//! Trade ledger rows and their derived columns.

use chrono::{Datelike, NaiveDate, NaiveDateTime, Timelike, Weekday};
use std::fmt;
use std::str::FromStr;

use super::sentiment::{Sentiment, SentimentObservation};

#[derive(Debug, Clone, Copy, PartialEq, Eq, Hash, PartialOrd, Ord)]
pub enum Side {
    Buy,
    Sell,
}

impl Side {
    pub const ALL: [Side; 2] = [Side::Buy, Side::Sell];

    pub fn label(self) -> &'static str {
        match self {
            Side::Buy => "BUY",
            Side::Sell => "SELL",
        }
    }
}

impl fmt::Display for Side {
    fn fmt(&self, f: &mut fmt::Formatter<'_>) -> fmt::Result {
        f.write_str(self.label())
    }
}

impl FromStr for Side {
    type Err = String;

    fn from_str(s: &str) -> Result<Self, Self::Err> {
        match s.trim().to_uppercase().as_str() {
            "BUY" => Ok(Side::Buy),
            "SELL" => Ok(Side::Sell),
            other => Err(format!("unknown side '{}'", other)),
        }
    }
}

/// Three eight-hour buckets of the trading day.
#[derive(Debug, Clone, Copy, PartialEq, Eq, Hash, PartialOrd, Ord)]
pub enum TradingSession {
    Asian,
    European,
    American,
}

impl TradingSession {
    pub const ALL: [TradingSession; 3] = [
        TradingSession::Asian,
        TradingSession::European,
        TradingSession::American,
    ];

    pub fn from_hour(hour: u32) -> Self {
        match hour {
            0..8 => TradingSession::Asian,
            8..16 => TradingSession::European,
            _ => TradingSession::American,
        }
    }

    pub fn label(self) -> &'static str {
        match self {
            TradingSession::Asian => "Asian",
            TradingSession::European => "European",
            TradingSession::American => "American",
        }
    }
}

impl fmt::Display for TradingSession {
    fn fmt(&self, f: &mut fmt::Formatter<'_>) -> fmt::Result {
        f.write_str(self.label())
    }
}

/// Monday-first weekday order used for weekday tables.
pub const WEEKDAYS: [Weekday; 7] = [
    Weekday::Mon,
    Weekday::Tue,
    Weekday::Wed,
    Weekday::Thu,
    Weekday::Fri,
    Weekday::Sat,
    Weekday::Sun,
];

pub fn weekday_name(day: Weekday) -> &'static str {
    match day {
        Weekday::Mon => "Monday",
        Weekday::Tue => "Tuesday",
        Weekday::Wed => "Wednesday",
        Weekday::Thu => "Thursday",
        Weekday::Fri => "Friday",
        Weekday::Sat => "Saturday",
        Weekday::Sun => "Sunday",
    }
}

/// A ledger row as read from disk. Numeric fields that failed to parse are `None`.
#[derive(Debug, Clone, PartialEq)]
pub struct RawTrade {
    pub timestamp: NaiveDateTime,
    pub account: String,
    pub coin: Option<String>,
    pub side: Option<Side>,
    pub size_usd: Option<f64>,
    pub closed_pnl: Option<f64>,
    pub fee: Option<f64>,
}

/// A ledger row joined with its day's sentiment reading.
#[derive(Debug, Clone, PartialEq)]
pub struct TradeRecord {
    pub timestamp: NaiveDateTime,
    pub date: NaiveDate,
    pub account: String,
    pub coin: Option<String>,
    pub side: Option<Side>,
    pub size_usd: Option<f64>,
    pub closed_pnl: Option<f64>,
    pub fee: Option<f64>,
    pub sentiment: Sentiment,
    pub index_value: f64,
    pub net_pnl: Option<f64>,
    pub is_profitable: bool,
    pub session: TradingSession,
}

impl TradeRecord {
    /// Attach a sentiment observation to a raw trade and compute derived fields.
    pub fn enrich(raw: RawTrade, observation: &SentimentObservation) -> Self {
        let net_pnl = match (raw.closed_pnl, raw.fee) {
            (Some(pnl), Some(fee)) => Some(pnl - fee),
            _ => None,
        };
        let is_profitable = net_pnl.is_some_and(|n| n > 0.0);
        let session = TradingSession::from_hour(raw.timestamp.hour());

        TradeRecord {
            date: raw.timestamp.date(),
            timestamp: raw.timestamp,
            account: raw.account,
            coin: raw.coin,
            side: raw.side,
            size_usd: raw.size_usd,
            closed_pnl: raw.closed_pnl,
            fee: raw.fee,
            sentiment: observation.sentiment(),
            index_value: observation.value,
            net_pnl,
            is_profitable,
            session,
        }
    }

    pub fn hour(&self) -> u32 {
        self.timestamp.hour()
    }

    pub fn weekday(&self) -> Weekday {
        self.timestamp.weekday()
    }

    pub fn month(&self) -> u32 {
        self.timestamp.month()
    }

    pub fn iso_week(&self) -> u32 {
        self.timestamp.iso_week().week()
    }

    pub fn sentiment_score(&self) -> u8 {
        self.sentiment.score()
    }

    /// Net PnL relative to position size, in percent.
    pub fn pnl_percentage(&self) -> Option<f64> {
        ratio_pct(self.net_pnl, self.size_usd)
    }

    /// Fee relative to position size, in percent.
    pub fn fee_ratio(&self) -> Option<f64> {
        ratio_pct(self.fee, self.size_usd)
    }

    /// Absolute net PnL.
    pub fn magnitude(&self) -> Option<f64> {
        self.net_pnl.map(f64::abs)
    }
}

fn ratio_pct(numerator: Option<f64>, size: Option<f64>) -> Option<f64> {
    match (numerator, size) {
        (Some(n), Some(s)) if s != 0.0 => Some(n / s * 100.0),
        _ => None,
    }
}

#[cfg(test)]
mod tests {
    use super::*;

    fn raw(ts: &str, pnl: Option<f64>, fee: Option<f64>, size: Option<f64>) -> RawTrade {
        RawTrade {
            timestamp: NaiveDateTime::parse_from_str(ts, "%Y-%m-%d %H:%M").unwrap(),
            account: "0xabc".into(),
            coin: Some("BTC".into()),
            side: Some(Side::Buy),
            size_usd: size,
            closed_pnl: pnl,
            fee,
        }
    }

    fn obs() -> SentimentObservation {
        SentimentObservation {
            date: NaiveDate::from_ymd_opt(2024, 1, 15).unwrap(),
            value: 30.0,
            classification: "Fear".into(),
        }
    }

    #[test]
    fn session_buckets_by_hour() {
        assert_eq!(TradingSession::from_hour(0), TradingSession::Asian);
        assert_eq!(TradingSession::from_hour(7), TradingSession::Asian);
        assert_eq!(TradingSession::from_hour(8), TradingSession::European);
        assert_eq!(TradingSession::from_hour(15), TradingSession::European);
        assert_eq!(TradingSession::from_hour(16), TradingSession::American);
        assert_eq!(TradingSession::from_hour(23), TradingSession::American);
    }

    #[test]
    fn side_parses_case_insensitively() {
        assert_eq!("buy".parse::<Side>().unwrap(), Side::Buy);
        assert_eq!(" SELL".parse::<Side>().unwrap(), Side::Sell);
        assert!("HOLD".parse::<Side>().is_err());
    }

    #[test]
    fn enrich_computes_net_pnl_and_flags() {
        let rec = TradeRecord::enrich(
            raw("2024-01-15 09:30", Some(120.0), Some(20.0), Some(1000.0)),
            &obs(),
        );
        assert_eq!(rec.net_pnl, Some(100.0));
        assert!(rec.is_profitable);
        assert_eq!(rec.session, TradingSession::European);
        assert_eq!(rec.sentiment, Sentiment::Fear);
        assert_eq!(rec.sentiment_score(), 2);
        assert_eq!(rec.pnl_percentage(), Some(10.0));
        assert_eq!(rec.fee_ratio(), Some(2.0));
        assert_eq!(rec.weekday(), Weekday::Mon);
        assert_eq!(rec.month(), 1);
        assert_eq!(rec.iso_week(), 3);
    }

    #[test]
    fn missing_fee_leaves_net_pnl_missing() {
        let rec = TradeRecord::enrich(raw("2024-01-15 18:00", Some(50.0), None, Some(10.0)), &obs());
        assert_eq!(rec.net_pnl, None);
        assert!(!rec.is_profitable);
        assert_eq!(rec.magnitude(), None);
    }

    #[test]
    fn zero_size_has_no_ratio() {
        let rec = TradeRecord::enrich(raw("2024-01-15 01:00", Some(-5.0), Some(1.0), Some(0.0)), &obs());
        assert_eq!(rec.pnl_percentage(), None);
        assert_eq!(rec.magnitude(), Some(6.0));
        assert!(!rec.is_profitable);
    }
}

Goal of the exercise:
Take the entries above and return only the lines from the one with "assert_eq!(rec.session, TradingSession::European);" to the one with "assert_eq!(rec.weekday(), Weekday::Mon);", both included, unchanged.

Solution:
        assert_eq!(rec.session, TradingSession::European);
        assert_eq!(rec.sentiment, Sentiment::Fear);
        assert_eq!(rec.sentiment_score(), 2);
        assert_eq!(rec.pnl_percentage(), Some(10.0));
        assert_eq!(rec.fee_ratio(), Some(2.0));
        assert_eq!(rec.weekday(), Weekday::Mon);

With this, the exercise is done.